* This transcript has been edited
During my visit to Iran I met with some officials as well as different research centres that are affiliated with different power centres in the Iranian leadership. And all of them expressed that in the first 48 hours the Iranian leadership was surprised by the speed, efficiency, and level of organisation that was shown by the groups carrying out the attack on Mosul.
Will Iran accept another Shiite leader other than the current prime minister Nouri Al Maliki?
They will keep on supporting the Iraqi leadership including Mr Maliki. But if the Iraqi parliament decides to go for somebody else, to choose another prime minister, they would also support that prime minister...The Iranians are not wedded to Mr Maliki, they are much more comfortable, they have much more strategic depth inside the Iraqi leadership.
In Syria they feel that without Assad the regime will implode. They are seeing more and more that Assad is the key to keeping that regime in power and keeping the Syrian regime in power is a core Iranian interest.
How strong are Iran’s ties to other Shiite leaders in Iraq, such as Muqdata Al Sadr? Are they as strong as Iran’s ties to Mr Al Maliki?
The relationship between the Iranians and Sadr has always been an interesting one. It is a nuanced one. And I think there is definitely a strong relationship, but Sadr has always tried to keep a certain distance. Sadr also plays an important role for the Iranian leadership by keeping his relationship open with various Sunni components. Iran is interested in having an inclusive political process in Iraq. Until now they thought Maliki could provide that. I think they are increasingly coming to see that Maliki is the single most important obstacle to having an inclusive political process in Iraq. And in that respect the Iranians and the Americans share interest in seeing that inclusive political process launched.
It appears that Iran has maintained a fairly sectarian policy in the Middle East. Was there any recognition in Tehran that this policy might have been a mistake?
Not at all. In fact, this is a theocratic regime. This is a theocratic leadership. And despite the differences among different groups within that leadership they all are united around the common interest of preserving the regime. This regime by its nature is sectarian. Although the Iranian leadership tries to look at itself as and portray itself as an Islamist revolution and not as a Shiite revolution, for practical purposes it has projected itself as protector of the Shiites in the region, in the Middle East, and around the world. And so it is a choice that the Iranian leadership is facing going forward. If it is interested in playing a constructive role in the region: does it it wants to be a regional power or does it want to be a Shiite power. Up till now it has behaved as a Shiite power and not as a regional power. We will see, whether post a possible nuclear deal, between Iran and the P5+1 whether Iran will have more resources or more time to devote to regional policy. And if so what choice will it make? Will it continue to be a Shiite power or will it start looking for a new modus vivendi with the other big power in the region, the Saudis and other members of the Gulf to carve a regional policy that is accommodating of all regional player’s interests.
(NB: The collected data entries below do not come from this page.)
// Copyright 2025 Umberto Gotti <umberto.gotti@umbertogotti.dev>
// Licensed under the Apache License, Version 2.0
// http://www.apache.org/licenses/LICENSE-2.0

use rxdemo_core::{Completable, DemoError};
use rxdemo_runtime::TokioTimer;
use std::future::IntoFuture;
use std::sync::atomic::{AtomicUsize, Ordering};
use std::sync::Arc;
use std::time::Duration;
use tokio::time::{advance, pause};

#[tokio::test]
async fn test_completable_subscribe_calls_exactly_one_callback() -> anyhow::Result<()> {
    // Arrange
    let mut completions = 0;
    let mut errors = Vec::new();

    // Act
    Completable::complete()
        .subscribe(|| completions += 1, |e| errors.push(e))
        .await;
    Completable::error(DemoError::ServerNotActive)
        .subscribe(|| completions += 1, |e| errors.push(e))
        .await;

    // Assert
    assert_eq!(completions, 1);
    assert_eq!(errors, vec![DemoError::ServerNotActive]);
    Ok(())
}

#[tokio::test]
async fn test_do_on_complete_skips_hook_on_error() -> anyhow::Result<()> {
    // Arrange
    let hooks = Arc::new(AtomicUsize::new(0));
    let hooks_ok = hooks.clone();
    let hooks_err = hooks.clone();

    // Act
    let ok = Completable::complete()
        .do_on_complete(move || {
            hooks_ok.fetch_add(1, Ordering::SeqCst);
        })
        .await;
    let err = Completable::error(DemoError::ServerNotActive)
        .do_on_complete(move || {
            hooks_err.fetch_add(1, Ordering::SeqCst);
        })
        .await;

    // Assert
    assert!(ok.is_ok());
    assert_eq!(err, Err(DemoError::ServerNotActive));
    assert_eq!(hooks.load(Ordering::SeqCst), 1);
    Ok(())
}

#[tokio::test]
async fn test_dropped_timer_never_runs_hook() -> anyhow::Result<()> {
    // Arrange
    pause();
    let hooks = Arc::new(AtomicUsize::new(0));
    let hooks_clone = hooks.clone();
    let completable = Completable::timer(Duration::from_secs(1), TokioTimer).do_on_complete(
        move || {
            hooks_clone.fetch_add(1, Ordering::SeqCst);
        },
    );
    let mut running = Box::pin(completable.into_future());

    // Act - poll once, then abandon it half way through
    assert!(futures::poll!(running.as_mut()).is_pending());
    advance(Duration::from_millis(500)).await;
    drop(running);
    advance(Duration::from_secs(2)).await;

    // Assert
    assert_eq!(hooks.load(Ordering::SeqCst), 0);
    Ok(())
}

#[tokio::test]
async fn test_from_action_is_lazy() -> anyhow::Result<()> {
    // Arrange
    let calls = Arc::new(AtomicUsize::new(0));
    let calls_clone = calls.clone();
    let completable = Completable::from_action(move || async move {
        calls_clone.fetch_add(1, Ordering::SeqCst);
        Ok(())
    });
    assert_eq!(calls.load(Ordering::SeqCst), 0);

    // Act
    completable.await?;

    // Assert
    assert_eq!(calls.load(Ordering::SeqCst), 1);
    Ok(())
}
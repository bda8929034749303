// Copyright 2025 Umberto Gotti <umberto.gotti@umbertogotti.dev>
// Licensed under the Apache License, Version 2.0
// http://www.apache.org/licenses/LICENSE-2.0

use core::future::{Future, IntoFuture};
use core::time::Duration;
use futures::future::{self, BoxFuture, FutureExt};
use rxdemo_runtime::Timer;

use crate::error::{DemoError, Result};

/// A deferred computation that yields exactly one value or one error.
///
/// Nothing runs until the `Single` is awaited or subscribed. Both consume it, so the
/// terminal signal is delivered once.
///
/// # Example
///
/// ```
/// use rxdemo_core::Single;
///
/// # #[tokio::main]
/// # async fn main() {
/// let doubled = Single::from_supplier(|| async { Ok(21) }).map(|v| v * 2);
/// assert_eq!(doubled.await, Ok(42));
/// # }
/// ```
pub struct Single<T> {
    source: BoxFuture<'static, Result<T>>,
}

impl<T: Send + 'static> Single<T> {
    /// Defers `supplier` until the single is awaited.
    pub fn from_supplier<F, Fut>(supplier: F) -> Self
    where
        F: FnOnce() -> Fut + Send + 'static,
        Fut: Future<Output = Result<T>> + Send + 'static,
    {
        Self {
            source: async move { supplier().await }.boxed(),
        }
    }

    /// A single that succeeds immediately with `value`.
    pub fn just(value: T) -> Self {
        Self {
            source: future::ready(Ok(value)).boxed(),
        }
    }

    /// A single that fails immediately with `error`.
    pub fn error(error: DemoError) -> Self {
        Self {
            source: future::ready(Err(error)).boxed(),
        }
    }

    /// Emits `value` once `duration` has elapsed on `timer`.
    ///
    /// The timer starts when the single is first polled, not when it is created.
    pub fn timer<TM: Timer>(value: T, duration: Duration, timer: TM) -> Self {
        Self::from_supplier(move || async move {
            timer.sleep_future(duration).await;
            Ok(value)
        })
    }

    pub fn map<U, F>(self, f: F) -> Single<U>
    where
        U: Send + 'static,
        F: FnOnce(T) -> U + Send + 'static,
    {
        Single {
            source: self.source.map(move |result| result.map(f)).boxed(),
        }
    }

    /// Runs the single and hands its outcome to exactly one of the two callbacks.
    pub async fn subscribe<OnSuccess, OnError>(self, on_success: OnSuccess, on_error: OnError)
    where
        OnSuccess: FnOnce(T),
        OnError: FnOnce(DemoError),
    {
        match self.source.await {
            Ok(value) => on_success(value),
            Err(error) => on_error(error),
        }
    }
}

impl<T> IntoFuture for Single<T> {
    type Output = Result<T>;
    type IntoFuture = BoxFuture<'static, Result<T>>;

    fn into_future(self) -> Self::IntoFuture {
        self.source
    }
}

impl<T> core::fmt::Debug for Single<T> {
    fn fmt(&self, f: &mut core::fmt::Formatter<'_>) -> core::fmt::Result {
        f.debug_struct("Single").finish_non_exhaustive()
    }
}
// Copyright 2025 Umberto Gotti <umberto.gotti@umbertogotti.dev>
// Licensed under the Apache License, Version 2.0
// http://www.apache.org/licenses/LICENSE-2.0

// Conditional logging shim: uses `tracing` when enabled, falls back to eprintln!

#[cfg(feature = "tracing")]
#[macro_export]
macro_rules! error {
    ($($arg:tt)*) => {{
        $crate::tracing::error!($($arg)*);
    }};
}

#[cfg(feature = "tracing")]
#[macro_export]
macro_rules! debug {
    ($($arg:tt)*) => {{
        $crate::tracing::debug!($($arg)*);
    }};
}

#[cfg(not(feature = "tracing"))]
#[macro_export]
macro_rules! error {
    ($($arg:tt)*) => {{
        eprintln!($($arg)*);
    }};
}

// Debug output only exists with `tracing`; the arguments are still type-checked.
#[cfg(not(feature = "tracing"))]
#[macro_export]
macro_rules! debug {
    ($($arg:tt)*) => {{
        let _ = format_args!($($arg)*);
    }};
}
There’s been some recent signs of rapprochement between Iran and some of the Arab Gulf states. Do you think some of this rapprochement might bear fruit? Might they unite against the Islamic State?
I sensed a sincere desire, at least among the people I met with, for having a new relationship with the neighbours. Right now, the time and the efforts and the political capital that the leadership has is being spent on this deal with the P5+1 on the nuclear deal. It was clear to me that this was priority number one for the Iranian leadership and different power centres in Iran. I think if that deal is reached, then there is a possibility for the Iranian leadership to have the manuvering room to start opening up to exploring new avenues for redrawing a regional policy.
Do you see Iran’s support for Bashar Al Assad in Syria shifting?
Whether with time they are going to start cultivating different perspectives about whether the regime can survive with or without Assad, we will see.
For now, this is prevailing view in Tehran: Without Assad there is no regime.